[Records from a collection]
impl Backend for PdfBackend {
    fn add_page(&mut self, width: f64, height: f64) -> bool {
        if width <= 0.0 || height <= 0.0 {
            return false;
        }
        // once saved, the backing document is gone for good
        if self.doc.is_none() && self.pages > 0 {
            return false;
        }
        let (width, height) = (Pt(width).into(), Pt(height).into());
        self.current = Some(match &self.doc {
            Some(doc) => doc.add_page(width, height, "Layer 1"),
            None => {
                let (doc, page_idx, layer_idx) =
                    printpdf::PdfDocument::new(&self.title, width, height, "Layer 1");
                self.doc = Some(doc);
                (page_idx, layer_idx)
            }
        });
        self.pages += 1;
        true
    }

    fn page_count(&self) -> usize {
        self.pages
    }

    fn draw_path(&mut self, points: &[Point], closed: bool, style: &PathStyle) -> bool {
        let layer = match self.layer() {
            Some(layer) => layer,
            None => return false,
        };
        Self::apply_style(&layer, style);
        layer.add_shape(printpdf::Line {
            points: points.iter().map(|p| (pdf_point(*p), false)).collect(),
            is_closed: closed,
            has_fill: closed && style.mode.has_fill(),
            has_stroke: !closed || style.mode.has_stroke(),
            is_clipping_path: false,
        });
        true
    }

    fn draw_circle(&mut self, center: Point, radius: Pt, style: &PathStyle) -> bool {
        let layer = match self.layer() {
            Some(layer) => layer,
            None => return false,
        };
        Self::apply_style(&layer, style);
        layer.add_shape(printpdf::Line {
            points: printpdf::utils::calculate_points_for_circle(
                printpdf::Pt::from(radius),
                center.x.into(),
                center.y.into(),
            ),
            is_closed: true,
            has_fill: style.mode.has_fill(),
            has_stroke: style.mode.has_stroke(),
            is_clipping_path: false,
        });
        true
    }

    fn draw_text(&mut self, span: &TextSpan<'_>) -> bool {
        if span.text.is_empty() {
            return false;
        }
        let font_ref = match self.font_ref(span.font) {
            Some(font_ref) => font_ref,
            None => return false,
        };
        let layer = match self.layer() {
            Some(layer) => layer,
            None => return false,
        };
        layer.set_fill_color(span.color.into());
        layer.begin_text_section();
        layer.set_font(&font_ref, span.size as i64);
        layer.set_text_matrix(printpdf::TextMatrix::TranslateRotate(
            span.pos.x.into(),
            span.pos.y.into(),
            span.angle.to_degrees(),
        ));
        layer.write_text(span.text, &font_ref);
        layer.end_text_section();
        true
    }

    fn text_width(&self, text: &str, font: Font, size: f64) -> Pt {
        font.str_width(text, size)
    }

    fn draw_image(&mut self, rect: Rect, path: &Path) -> Result<(), Error> {
        let format = match path
            .extension()
            .and_then(|ext| ext.to_str())
            .map(|ext| ext.to_ascii_lowercase())
            .as_deref()
        {
            Some("png") => image::ImageFormat::Png,
            Some("jpg") => image::ImageFormat::Jpeg,
            _ => {
                return Err(Error::new(
                    format!("Unsupported image file {}", path.display()),
                    ErrorKind::UnsupportedImage,
                ))
            }
        };
        let layer = self.layer().ok_or_else(|| {
            Error::new("No page to draw the image on", ErrorKind::NoPage)
        })?;

        let decoded = {
            let file = fs::File::open(path)
                .with_context(|| format!("Failed to open image file {}", path.display()))?;
            image::load(io::BufReader::new(file), format)
                .with_context(|| format!("Failed to decode image file {}", path.display()))?
        };

        use image::GenericImageView as _;
        let (px_width, px_height) = decoded.dimensions();
        if px_width == 0 || px_height == 0 {
            return Err(Error::new("Empty image", ErrorKind::InvalidData));
        }

        let fitted = fit_rect(rect, f64::from(px_width) / f64::from(px_height), true);

        // natural image size in points at the printpdf default of 300 dpi
        let natural_width = f64::from(px_width) * 72.0 / 300.0;
        let natural_height = f64::from(px_height) * 72.0 / 300.0;

        let pdf_image = printpdf::Image::from_dynamic_image(&decoded);
        pdf_image.add_to_layer(
            layer,
            Some(Pt(fitted.x_min).into()),
            Some(Pt(fitted.y_min).into()),
            None,
            Some(fitted.x_range() / natural_width),
            Some(fitted.y_range() / natural_height),
            None,
        );
        Ok(())
    }

    fn add_outline_node(
        &mut self,
        parent: Option<OutlineNode>,
        title: &str,
        page: usize,
    ) -> Option<OutlineNode> {
        if self.doc.is_none() || page >= self.pages {
            return None;
        }
        if let Some(OutlineNode(idx)) = parent {
            if idx >= self.outline.len() {
                return None;
            }
        }
        self.outline.push(OutlineEntry {
            title: title.to_owned(),
            parent: parent.map(|node| node.0),
            page,
        });
        Some(OutlineNode(self.outline.len() - 1))
    }

    fn save(&mut self, path: &Path) -> Result<(), Error> {
        let doc = self.doc.take().ok_or_else(|| {
            Error::new("Nothing to save: the document has no pages", ErrorKind::NoPage)
        })?;
        self.current = None;
        self.fonts.clear();

        if let Some(dir) = path.parent() {
            if !dir.as_os_str().is_empty() {
                fs::create_dir_all(dir).with_context(|| {
                    format!("Could not create output directory {}", dir.display())
                })?;
            }
        }

        let mut buf = Vec::new();
        doc.save(&mut io::BufWriter::new(&mut buf))
            .context("Failed to serialize the PDF document")?;

        if self.outline.is_empty() {
            fs::write(path, buf)
                .with_context(|| format!("Could not write PDF file {}", path.display()))?;
        } else {
            let mut pdf = lopdf::Document::load_mem(&buf)
                .context("Failed to reload the serialized document")?;
            attach_outline(&mut pdf, &self.outline)?;
            pdf.save(path)
                .with_context(|| format!("Could not write PDF file {}", path.display()))?;
        }
        Ok(())
    }
}

/// Builds the PDF outline object graph for the given entries and hooks it into the catalog.
fn attach_outline(pdf: &mut lopdf::Document, entries: &[OutlineEntry]) -> Result<(), Error> {
    let pages = pdf.get_pages();

    let ids: Vec<lopdf::ObjectId> = entries.iter().map(|_| pdf.new_object_id()).collect();
    let root_id = pdf.new_object_id();

    let mut children: Vec<Vec<usize>> = vec![Vec::new(); entries.len()];
    let mut top: Vec<usize> = Vec::new();
    for (i, entry) in entries.iter().enumerate() {
        match entry.parent {
            Some(parent) => children[parent].push(i),
            None => top.push(i),
        }
    }
    if top.is_empty() {
        return Ok(());
    }

    fn subtree_size(children: &[Vec<usize>], i: usize) -> i64 {
        children[i]
            .iter()
            .map(|&c| 1 + subtree_size(children, c))
            .sum()
    }

    for (i, entry) in entries.iter().enumerate() {
        let siblings = match entry.parent {
            Some(parent) => &children[parent],
            None => &top,
        };
        let pos = siblings.iter().position(|&s| s == i).unwrap_or(0);

        let mut dict = dictionary! {
            "Title" => Object::string_literal(entry.title.as_str()),
            "Parent" => match entry.parent {
                Some(parent) => ids[parent],
                None => root_id,
            },
        };
        if pos > 0 {
            dict.set("Prev", ids[siblings[pos - 1]]);
        }
        if pos + 1 < siblings.len() {
            dict.set("Next", ids[siblings[pos + 1]]);
        }
        if let Some(&first) = children[i].first() {
            let last = *children[i].last().unwrap();
            dict.set("First", ids[first]);
            dict.set("Last", ids[last]);
            dict.set("Count", subtree_size(&children, i));
        }
        // printpdf numbers pages from one
        if let Some(&page_id) = pages.get(&(entry.page as u32 + 1)) {
            dict.set(
                "Dest",
                vec![page_id.into(), Object::Name(b"Fit".to_vec())],
            );
        }
        pdf.objects.insert(ids[i], Object::Dictionary(dict));
    }

    let total: i64 = top.iter().map(|&i| 1 + subtree_size(&children, i)).sum();
    pdf.objects.insert(
        root_id,
        Object::Dictionary(dictionary! {
            "Type" => "Outlines",
            "First" => ids[top[0]],
            "Last" => ids[*top.last().unwrap()],
            "Count" => total,
        }),
    );

    let catalog_id = pdf
        .trailer
        .get(b"Root")
        .and_then(Object::as_reference)
        .context("The serialized document has no catalog")?;
    pdf.get_object_mut(catalog_id)
        .and_then(Object::as_dict_mut)
        .context("The document catalog is not a dictionary")?
        .set("Outlines", root_id);
    Ok(())
}
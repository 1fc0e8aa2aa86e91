//! Filter expression parser and evaluator.
//!
//! This module compiles a single-line query into an immutable predicate tree
//! and evaluates it against arbitrary items through a [`Tester`].
//!
//! # Supported Syntax
//!
//! ## Plain Values
//! - `ferrari` - Default property contains "ferrari" (case-insensitive, `_`/`-`/space folded)
//! - `ks_*`, `f?x` - Wildcards, matched against the whole value
//! - `"ks_ferrari"` - Whole value equals the text exactly
//! - `'ferr'` - Value contains the text exactly
//! - `` `^ks_\d+` `` - Regular expression
//!
//! ## Properties
//! - `brand:ferrari` - Property contains the value (numbers compare equal)
//! - `brand=ferrari` - Property equals the value
//! - `year>2000`, `year<2000`, `year>=2000`, `year<=2000` - Ordering
//! - `active+`, `active-` - Property is truthy or falsy
//! - `#favorite` - Shorthand for `tag:favorite`
//! - `year>2000,2010` - Later bare values reuse the key: `year>2000 | year:2010`
//!
//! ## Units
//! - `len>5km` - Distances in meters
//! - `size>2mb` - File sizes in bytes
//! - `time<1:30`, `age>2w` - Durations
//! - `date>2015-03-12` - Dates, by day or by minute with a time part
//!
//! ## Nested Collections
//! - `skins(active+ & name:red)` - Some nested item matches the sub-filter
//! - `skins.active+` - Shorthand for `skins(active+)`
//!
//! ## Boolean Operators
//! - `&` or whitespace - AND
//! - `|` or `,` - OR
//! - `^` - exclusive OR
//! - `!` - NOT
//! - `()` - Grouping
//!
//! # Example
//!
//! ```
//! use qfilter::filter::{parse, Tester, TestEntry, Value};
//!
//! struct Car {
//!     brand: &'static str,
//!     year: i64,
//! }
//!
//! struct CarTester;
//!
//! impl Tester<Car> for CarTester {
//!     fn test(&self, car: &Car, key: Option<&str>, entry: &TestEntry) -> bool {
//!         match key {
//!             None | Some("brand") => entry.test(&Value::Str(car.brand)),
//!             Some("year") => entry.test(&Value::from(car.year)),
//!             Some(_) => false,
//!         }
//!     }
//! }
//!
//! let filter = parse("brand:ferrari & year>=2015");
//! assert!(filter.test(&CarTester, &Car { brand: "Ferrari", year: 2017 }));
//! assert!(!filter.test(&CarTester, &Car { brand: "Ferrari", year: 2003 }));
//! ```

mod ast;
mod entry;
pub mod glob;
mod parser;
pub mod splitter;
mod tester;
pub mod units;

pub use ast::{Filter, FilterTreeNode};
pub use entry::{Comparison, TestEntry, Value, NUMBER_TOLERANCE};
pub use parser::{parse, FilterParser, MAX_DEPTH, MAX_TERMS};
pub use splitter::{FilterPropertyValue, Operator};
pub use tester::Tester;
pub use units::{Recognizer, Recognizers};

#[cfg(test)]
mod tests;
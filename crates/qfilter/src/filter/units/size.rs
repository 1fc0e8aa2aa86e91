//! File size recognizer backed by `parse-size`.

use parse_size::parse_size;

use super::{CommonKeys, Recognizer};
use crate::filter::entry::{number_prefix_len, TestEntry};
use crate::filter::splitter::Operator;

/// Default keys claimed by the file size recognizer.
pub const SIZE_KEYS: &[&str] = &["size", "filesize"];

const SIZE_SUFFIXES: &[&str] = &["kb", "mb", "gb", "tb"];

/// Recognizes readable sizes such as `2mb` or `1.5 GB`, compared in bytes.
///
/// Multipliers are decimal: `2mb` is 2 000 000 bytes.
#[derive(Debug, Clone)]
pub struct FileSizeRecognizer {
    keys: CommonKeys,
}

impl Default for FileSizeRecognizer {
    fn default() -> Self {
        Self::new(SIZE_KEYS)
    }
}

impl FileSizeRecognizer {
    /// Creates the recognizer claiming `keys`.
    pub fn new<I, S>(keys: I) -> Self
    where
        I: IntoIterator<Item = S>,
        S: AsRef<str>,
    {
        Self {
            keys: CommonKeys::new(keys),
        }
    }

    /// Parses a readable size into bytes.
    pub fn parse(value: &str) -> Option<u64> {
        parse_size(value.trim()).ok()
    }
}

impl Recognizer for FileSizeRecognizer {
    fn test_value(&self, raw: &str) -> bool {
        let raw = raw.trim();
        let len = number_prefix_len(raw);
        if len == 0 {
            return false;
        }
        let suffix = raw[len..].trim_start().to_ascii_lowercase();
        SIZE_SUFFIXES.contains(&suffix.as_str())
    }

    fn test_common_key(&self, key: &str) -> bool {
        self.keys.contains(key)
    }

    fn create(&self, operator: Operator, value: &str) -> Option<TestEntry> {
        let comparison = operator.comparison()?;
        let bytes = Self::parse(value)?;
        Some(TestEntry::number(comparison, bytes as f64))
    }
}
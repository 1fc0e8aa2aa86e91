//! Explain command implementation.
//!
//! Prints the tree a query compiles to, one node per line.

use owo_colors::OwoColorize;
use qfilter::{Filter, FilterTreeNode};

use super::config::Config;
use super::{CommandContext, Result};

/// Executes the explain command.
pub fn execute(ctx: &CommandContext, query: &str, config: &Config) -> Result<()> {
    let filter = config.parser().parse(query);

    if ctx.json_output {
        let output = serde_json::json!({
            "query": query,
            "tree": filter.to_string(),
            "properties": filter.properties(),
            "empty": filter.is_empty(),
        });
        println!("{}", serde_json::to_string_pretty(&output)?);
        return Ok(());
    }

    print!("{}", render_tree(&filter));
    if !filter.properties().is_empty() {
        let label = "Properties:";
        if ctx.use_colors {
            println!("\n{} {}", label.bold(), filter.properties().join(", "));
        } else {
            println!("\n{} {}", label, filter.properties().join(", "));
        }
    }

    Ok(())
}

/// Renders the filter as an indented tree.
fn render_tree(filter: &Filter) -> String {
    let mut out = String::new();
    render_node(filter.root(), 0, &mut out);
    out
}

fn render_node(node: &FilterTreeNode, depth: usize, out: &mut String) {
    let indent = "  ".repeat(depth);
    match node {
        FilterTreeNode::And(left, right) => {
            out.push_str(&format!("{indent}AND\n"));
            render_node(left, depth + 1, out);
            render_node(right, depth + 1, out);
        }
        FilterTreeNode::Or(left, right) => {
            out.push_str(&format!("{indent}OR\n"));
            render_node(left, depth + 1, out);
            render_node(right, depth + 1, out);
        }
        FilterTreeNode::Nor(left, right) => {
            out.push_str(&format!("{indent}XOR\n"));
            render_node(left, depth + 1, out);
            render_node(right, depth + 1, out);
        }
        FilterTreeNode::Not(inner) => {
            out.push_str(&format!("{indent}NOT\n"));
            render_node(inner, depth + 1, out);
        }
        FilterTreeNode::Child { key, filter } => {
            out.push_str(&format!("{indent}{key}(...)\n"));
            render_node(filter.root(), depth + 1, out);
        }
        FilterTreeNode::Value { .. } | FilterTreeNode::Empty => {
            out.push_str(&format!("{indent}{node}\n"));
        }
    }
}
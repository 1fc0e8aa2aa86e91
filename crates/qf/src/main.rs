use clap::Parser;
use std::process::ExitCode;
use tracing_subscriber::EnvFilter;

mod cli;
mod commands;
mod dispatch;

use cli::Cli;
use commands::{CommandContext, CommandError};
use dispatch::Dispatch;

fn main() -> ExitCode {
    let cli = Cli::parse();
    init_logging(&cli);

    match run(&cli) {
        Ok(()) => ExitCode::SUCCESS,
        Err(e) => {
            if cli.json {
                let error_json = serde_json::json!({
                    "error": {
                        "code": error_code(&e),
                        "message": e.to_string(),
                    }
                });
                let rendered = serde_json::to_string_pretty(&error_json)
                    .unwrap_or_else(|_| error_json.to_string());
                eprintln!("{rendered}");
            } else {
                eprintln!("Error: {e}");
            }
            error_exit_code(&e)
        }
    }
}

/// Installs the stderr log subscriber. `RUST_LOG` overrides the flag-derived level.
fn init_logging(cli: &Cli) {
    let filter = EnvFilter::try_from_default_env()
        .unwrap_or_else(|_| EnvFilter::new(default_log_level(cli)));

    tracing_subscriber::fmt()
        .with_env_filter(filter)
        .with_writer(std::io::stderr)
        .without_time()
        .init();
}

fn default_log_level(cli: &Cli) -> &'static str {
    if cli.verbose {
        "debug"
    } else if cli.quiet {
        "error"
    } else {
        "warn"
    }
}

fn run(cli: &Cli) -> commands::Result<()> {
    let ctx = CommandContext::from_cli(cli);
    Dispatch::from_cli(cli).execute(&ctx)
}

/// Returns the error code string for JSON output.
fn error_code(e: &CommandError) -> &'static str {
    match e {
        CommandError::Config(_) => "CONFIG_ERROR",
        CommandError::Input(_) => "INPUT_ERROR",
        CommandError::Io(_) => "IO_ERROR",
        CommandError::Json(_) => "JSON_ERROR",
    }
}

/// Returns the exit code for an error.
fn error_exit_code(e: &CommandError) -> ExitCode {
    match e {
        CommandError::Config(_) => ExitCode::from(5),
        CommandError::Input(_) => ExitCode::from(1),
        CommandError::Io(_) => ExitCode::from(3),
        CommandError::Json(_) => ExitCode::from(1),
    }
}
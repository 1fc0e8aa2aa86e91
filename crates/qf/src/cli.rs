//! CLI argument parsing using clap derive macros.
//!
//! This module defines the command-line interface for the qf CLI.

use std::path::PathBuf;

use clap::{Parser, Subcommand, ValueEnum};

/// qf - Filter JSON records with one-line queries
#[derive(Parser, Debug)]
#[command(name = "qf")]
#[command(author, version, about, long_about = None)]
#[command(propagate_version = true)]
pub struct Cli {
    /// Verbose output (show debug information)
    #[arg(short, long, global = true)]
    pub verbose: bool,

    /// Quiet mode (errors only)
    #[arg(short, long, global = true, conflicts_with = "verbose")]
    pub quiet: bool,

    /// Force JSON output
    #[arg(long, global = true)]
    pub json: bool,

    /// Disable colors in output (also disabled when NO_COLOR is set)
    #[arg(long, global = true)]
    pub no_color: bool,

    #[command(subcommand)]
    pub command: Option<Commands>,
}

/// Available commands
#[derive(Subcommand, Debug)]
pub enum Commands {
    /// Print the records matching a query
    #[command(alias = "f")]
    Filter {
        /// Filter expression (e.g., "brand:ferrari & year>=2015")
        query: String,

        /// JSON array or JSON lines file (default: stdin)
        file: Option<PathBuf>,

        /// Only print the number of matching records
        #[arg(short, long)]
        count: bool,

        /// Stop after this many matches
        #[arg(short, long)]
        limit: Option<usize>,

        /// Field tested by values without a key (repeatable)
        #[arg(short = 'F', long = "field", action = clap::ArgAction::Append)]
        fields: Vec<String>,
    },

    /// Show how a query is parsed
    #[command(alias = "x")]
    Explain {
        /// Filter expression
        query: String,
    },

    /// Manage configuration
    Config {
        #[command(subcommand)]
        command: Option<ConfigCommands>,
    },

    /// Generate shell completions
    Completions {
        /// Shell to generate completions for
        shell: Shell,
    },
}

/// Shell types for completions
#[derive(ValueEnum, Clone, Debug)]
pub enum Shell {
    Bash,
    Zsh,
    Fish,
    Powershell,
}

/// Config subcommands
#[derive(Subcommand, Debug)]
pub enum ConfigCommands {
    /// Show current configuration
    Show,

    /// Show config file path
    Path,

    /// Write the default config file
    Init {
        /// Overwrite an existing file
        #[arg(short, long)]
        force: bool,
    },
}
//! Wildcard and raw regular expression support.
//!
//! Literals keep a backslash in front of an escaped `*`, `?` or `\` so the
//! translator emits them verbatim; every other escape has already been
//! resolved by the parser.

use regex::{Regex, RegexBuilder};

/// Returns true if `text` holds an unescaped `*` or `?`.
pub fn is_glob(text: &str) -> bool {
    let mut chars = text.chars();
    while let Some(c) = chars.next() {
        match c {
            '\\' => {
                chars.next();
            }
            '*' | '?' => return true,
            _ => {}
        }
    }
    false
}

/// Resolves the escapes the parser kept for the translator.
pub fn unescape(text: &str) -> String {
    let mut out = String::with_capacity(text.len());
    let mut chars = text.chars();
    while let Some(c) = chars.next() {
        if c == '\\' {
            match chars.next() {
                Some(escaped) => out.push(escaped),
                None => out.push('\\'),
            }
        } else {
            out.push(c);
        }
    }
    out
}

/// Translates a wildcard pattern into an anchored regular expression source.
pub fn glob_to_regex(text: &str) -> String {
    let mut pattern = String::with_capacity(text.len() + 8);
    pattern.push('^');
    let mut chars = text.chars();
    while let Some(c) = chars.next() {
        match c {
            '*' => pattern.push_str(".*"),
            '?' => pattern.push('.'),
            '\\' => {
                let escaped = chars.next().unwrap_or('\\');
                pattern.push_str(&regex::escape(escaped.encode_utf8(&mut [0; 4])));
            }
            other => pattern.push_str(&regex::escape(other.encode_utf8(&mut [0; 4]))),
        }
    }
    pattern.push('$');
    pattern
}

/// Compiles a wildcard pattern, case-insensitively.
pub fn compile_glob(text: &str) -> Option<Regex> {
    compile(&glob_to_regex(text))
}

/// Compiles a user-written regular expression, case-insensitively.
///
/// Returns `None` when the expression is invalid.
pub fn compile_regex(pattern: &str) -> Option<Regex> {
    compile(pattern)
}

fn compile(pattern: &str) -> Option<Regex> {
    match RegexBuilder::new(pattern)
        .case_insensitive(true)
        .dot_matches_new_line(true)
        .build()
    {
        Ok(regex) => Some(regex),
        Err(e) => {
            tracing::debug!(pattern, error = %e, "invalid regular expression, matching nothing");
            None
        }
    }
}
fn key_context(node: &FilterTreeNode) -> KeyContext {
    match node {
        FilterTreeNode::Value { key: Some(key), .. } => Some((key.clone(), false)),
        FilterTreeNode::Not(inner) => match inner.as_ref() {
            FilterTreeNode::Value { key: Some(key), .. } => Some((key.clone(), true)),
            _ => None,
        },
        _ => None,
    }
}

/// Characters that end an operand.
fn ends_operand(c: char) -> bool {
    matches!(c, '&' | '|' | ',' | '^' | ')')
}

/// Splits a value wrapped in matching quotes into the quote and the inner text.
fn quoted_parts(value: &str) -> Option<(char, &str)> {
    let quote = value.chars().next()?;
    if !matches!(quote, '"' | '\'' | '`') {
        return None;
    }
    let inner = value[quote.len_utf8()..].strip_suffix(quote)?;
    Some((quote, inner))
}

struct ParseState<'p> {
    parser: &'p FilterParser,
    chars: Vec<char>,
    position: usize,
    depth: usize,
    terms: usize,
    truncated: bool,
    properties: Vec<String>,
}
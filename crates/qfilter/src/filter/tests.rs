//! Tests for the filter parser.

use super::*;
use regex::Regex;

fn value(key: &str, entry: TestEntry) -> FilterTreeNode {
    FilterTreeNode::value(Some(key), entry)
}

fn bare(entry: TestEntry) -> FilterTreeNode {
    FilterTreeNode::value(None, entry)
}

fn contains(text: &str) -> TestEntry {
    TestEntry::string(text, false, false)
}

fn num(comparison: Comparison, n: f64) -> TestEntry {
    TestEntry::number(comparison, n)
}

fn and(left: FilterTreeNode, right: FilterTreeNode) -> FilterTreeNode {
    FilterTreeNode::And(Box::new(left), Box::new(right))
}

fn or(left: FilterTreeNode, right: FilterTreeNode) -> FilterTreeNode {
    FilterTreeNode::Or(Box::new(left), Box::new(right))
}

fn not(inner: FilterTreeNode) -> FilterTreeNode {
    FilterTreeNode::Not(Box::new(inner))
}

fn root(query: &str) -> FilterTreeNode {
    parse(query).root().clone()
}

// ==================== Empty Input Tests ====================

#[test]
fn test_parse_empty() {
    let filter = parse("");
    assert_eq!(filter.root(), &FilterTreeNode::Empty);
    assert!(filter.properties().is_empty());
    assert!(filter.is_empty());
}

#[test]
fn test_parse_whitespace_only() {
    assert!(parse("   ").is_empty());
    assert!(parse("\t\n").is_empty());
}

// ==================== Plain Value Tests ====================

#[test]
fn test_parse_plain_word() {
    assert_eq!(root("ferrari"), bare(contains("ferrari")));
}

#[test]
fn test_parse_plain_number_is_text() {
    assert_eq!(root("2010"), bare(contains("2010")));
}

#[test]
fn test_parse_trims_surrounding_whitespace() {
    assert_eq!(root("  ferrari  "), bare(contains("ferrari")));
}

#[test]
fn test_parse_escaped_control_char() {
    assert_eq!(root(r"a\&b"), bare(contains("a&b")));
    assert_eq!(root(r"rock\ n\ roll"), bare(contains("rock n roll")));
}
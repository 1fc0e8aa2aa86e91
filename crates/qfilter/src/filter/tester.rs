//! The adapter a compiled filter calls back into.

use super::ast::Filter;
use super::entry::TestEntry;

/// Resolves properties of domain objects for a [`Filter`].
///
/// Implementations look up the property named by `key`, convert it to a
/// [`Value`](super::Value) and pass it to [`TestEntry::test`]. They must be
/// pure: a filter may call them several times for the same item and keeps no
/// memo of earlier answers.
pub trait Tester<T: ?Sized> {
    /// Tests the property `key` of `item`; `None` means the item's default
    /// text (usually its name).
    fn test(&self, item: &T, key: Option<&str>, entry: &TestEntry) -> bool;

    /// Tests the nested collection `key` of `item` against `filter`.
    ///
    /// Items without nested collections match nothing.
    fn test_child(&self, item: &T, key: &str, filter: &Filter) -> bool {
        let _ = (item, key, filter);
        false
    }
}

Task: Report each line of the entries where the word "against" occurs.

Solution to this task:
//! and evaluates it against arbitrary items through a [`Tester`].
//! - `ks_*`, `f?x` - Wildcards, matched against the whole value
    /// Tests the nested collection `key` of `item` against `filter`.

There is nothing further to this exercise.